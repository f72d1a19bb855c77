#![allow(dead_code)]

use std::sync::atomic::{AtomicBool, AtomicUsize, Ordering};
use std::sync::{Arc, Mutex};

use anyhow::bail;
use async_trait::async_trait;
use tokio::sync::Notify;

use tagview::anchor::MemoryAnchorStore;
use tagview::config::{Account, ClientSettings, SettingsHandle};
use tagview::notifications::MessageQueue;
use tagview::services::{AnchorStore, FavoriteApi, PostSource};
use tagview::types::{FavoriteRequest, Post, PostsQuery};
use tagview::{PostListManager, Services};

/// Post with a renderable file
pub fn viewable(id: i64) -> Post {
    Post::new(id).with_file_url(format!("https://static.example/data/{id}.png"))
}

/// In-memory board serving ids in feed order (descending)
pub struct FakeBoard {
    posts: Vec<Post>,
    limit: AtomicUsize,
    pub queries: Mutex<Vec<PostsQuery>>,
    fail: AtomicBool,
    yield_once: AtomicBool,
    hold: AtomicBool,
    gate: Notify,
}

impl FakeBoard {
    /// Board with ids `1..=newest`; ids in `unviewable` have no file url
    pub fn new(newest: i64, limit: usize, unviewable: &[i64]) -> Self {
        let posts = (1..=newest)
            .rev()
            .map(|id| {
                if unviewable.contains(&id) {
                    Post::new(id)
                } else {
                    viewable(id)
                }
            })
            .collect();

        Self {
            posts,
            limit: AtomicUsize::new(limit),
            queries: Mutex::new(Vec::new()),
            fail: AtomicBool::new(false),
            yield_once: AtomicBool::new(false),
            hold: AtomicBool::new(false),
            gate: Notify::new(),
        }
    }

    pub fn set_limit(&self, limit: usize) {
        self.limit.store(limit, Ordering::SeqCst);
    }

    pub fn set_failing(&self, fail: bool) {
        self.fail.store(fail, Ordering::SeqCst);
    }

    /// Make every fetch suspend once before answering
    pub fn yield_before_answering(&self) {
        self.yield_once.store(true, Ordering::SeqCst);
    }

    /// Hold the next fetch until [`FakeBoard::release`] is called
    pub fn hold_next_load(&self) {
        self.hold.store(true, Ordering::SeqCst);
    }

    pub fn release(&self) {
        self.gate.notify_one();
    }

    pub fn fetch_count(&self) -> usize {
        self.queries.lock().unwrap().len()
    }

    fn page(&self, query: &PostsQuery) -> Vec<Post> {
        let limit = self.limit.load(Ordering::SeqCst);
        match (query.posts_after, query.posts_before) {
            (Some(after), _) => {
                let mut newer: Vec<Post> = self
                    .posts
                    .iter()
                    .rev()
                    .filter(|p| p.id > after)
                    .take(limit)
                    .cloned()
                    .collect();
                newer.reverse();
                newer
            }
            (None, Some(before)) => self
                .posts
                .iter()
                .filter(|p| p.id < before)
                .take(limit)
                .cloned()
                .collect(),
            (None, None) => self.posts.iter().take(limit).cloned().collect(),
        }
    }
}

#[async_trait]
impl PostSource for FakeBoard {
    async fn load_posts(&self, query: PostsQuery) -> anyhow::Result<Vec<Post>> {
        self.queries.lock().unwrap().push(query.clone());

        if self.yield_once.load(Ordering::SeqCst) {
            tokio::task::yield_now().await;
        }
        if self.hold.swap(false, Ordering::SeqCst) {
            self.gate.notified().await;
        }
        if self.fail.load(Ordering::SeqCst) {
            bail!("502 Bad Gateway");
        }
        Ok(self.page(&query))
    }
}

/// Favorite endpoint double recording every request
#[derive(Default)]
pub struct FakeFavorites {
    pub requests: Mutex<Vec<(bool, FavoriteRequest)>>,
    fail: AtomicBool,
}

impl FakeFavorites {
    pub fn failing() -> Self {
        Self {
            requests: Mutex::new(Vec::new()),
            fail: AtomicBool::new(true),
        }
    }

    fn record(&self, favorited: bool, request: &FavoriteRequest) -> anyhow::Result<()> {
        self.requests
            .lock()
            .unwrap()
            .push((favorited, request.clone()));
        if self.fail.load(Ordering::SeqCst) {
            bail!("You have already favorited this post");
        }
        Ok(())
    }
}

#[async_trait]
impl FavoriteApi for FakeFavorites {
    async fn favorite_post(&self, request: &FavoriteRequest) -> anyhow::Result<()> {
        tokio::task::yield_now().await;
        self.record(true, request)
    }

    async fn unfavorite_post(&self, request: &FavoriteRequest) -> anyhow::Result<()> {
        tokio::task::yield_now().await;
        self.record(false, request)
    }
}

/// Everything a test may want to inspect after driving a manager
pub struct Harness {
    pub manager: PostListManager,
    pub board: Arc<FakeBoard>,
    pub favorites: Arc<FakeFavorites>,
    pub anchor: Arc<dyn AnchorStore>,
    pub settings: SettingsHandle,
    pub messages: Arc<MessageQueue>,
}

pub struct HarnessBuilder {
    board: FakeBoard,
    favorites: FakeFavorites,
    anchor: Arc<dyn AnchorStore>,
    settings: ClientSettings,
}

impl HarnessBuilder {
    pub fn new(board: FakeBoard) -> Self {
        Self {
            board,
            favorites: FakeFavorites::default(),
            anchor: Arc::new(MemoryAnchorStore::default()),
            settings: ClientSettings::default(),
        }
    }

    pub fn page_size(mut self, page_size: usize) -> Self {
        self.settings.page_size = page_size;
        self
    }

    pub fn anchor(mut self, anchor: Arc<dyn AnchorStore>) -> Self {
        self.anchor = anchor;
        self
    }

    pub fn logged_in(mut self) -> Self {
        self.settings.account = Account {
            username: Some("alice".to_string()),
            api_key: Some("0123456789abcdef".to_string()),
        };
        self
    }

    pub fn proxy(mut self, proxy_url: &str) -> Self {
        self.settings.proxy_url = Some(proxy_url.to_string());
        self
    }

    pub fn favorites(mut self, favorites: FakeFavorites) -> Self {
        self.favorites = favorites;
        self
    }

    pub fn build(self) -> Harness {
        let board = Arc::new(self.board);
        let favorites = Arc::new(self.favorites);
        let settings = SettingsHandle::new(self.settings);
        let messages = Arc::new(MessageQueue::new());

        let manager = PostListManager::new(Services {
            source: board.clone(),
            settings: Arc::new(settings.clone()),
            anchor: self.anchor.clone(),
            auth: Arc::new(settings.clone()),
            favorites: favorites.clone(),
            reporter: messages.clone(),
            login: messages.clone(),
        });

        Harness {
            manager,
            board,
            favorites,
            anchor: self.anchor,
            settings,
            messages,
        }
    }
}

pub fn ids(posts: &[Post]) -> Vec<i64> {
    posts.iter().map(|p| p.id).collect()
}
..............................
> **TASK INSTRUCTIONS**
Where the word "AtomicBool" occurs in a line of the records, copy that line.

> **SOLUTION**
use std::sync::atomic::{AtomicBool, AtomicUsize, Ordering};
    fail: AtomicBool,
    yield_once: AtomicBool,
    hold: AtomicBool,
            fail: AtomicBool::new(false),
            yield_once: AtomicBool::new(false),
            hold: AtomicBool::new(false),
    fail: AtomicBool,
            fail: AtomicBool::new(true),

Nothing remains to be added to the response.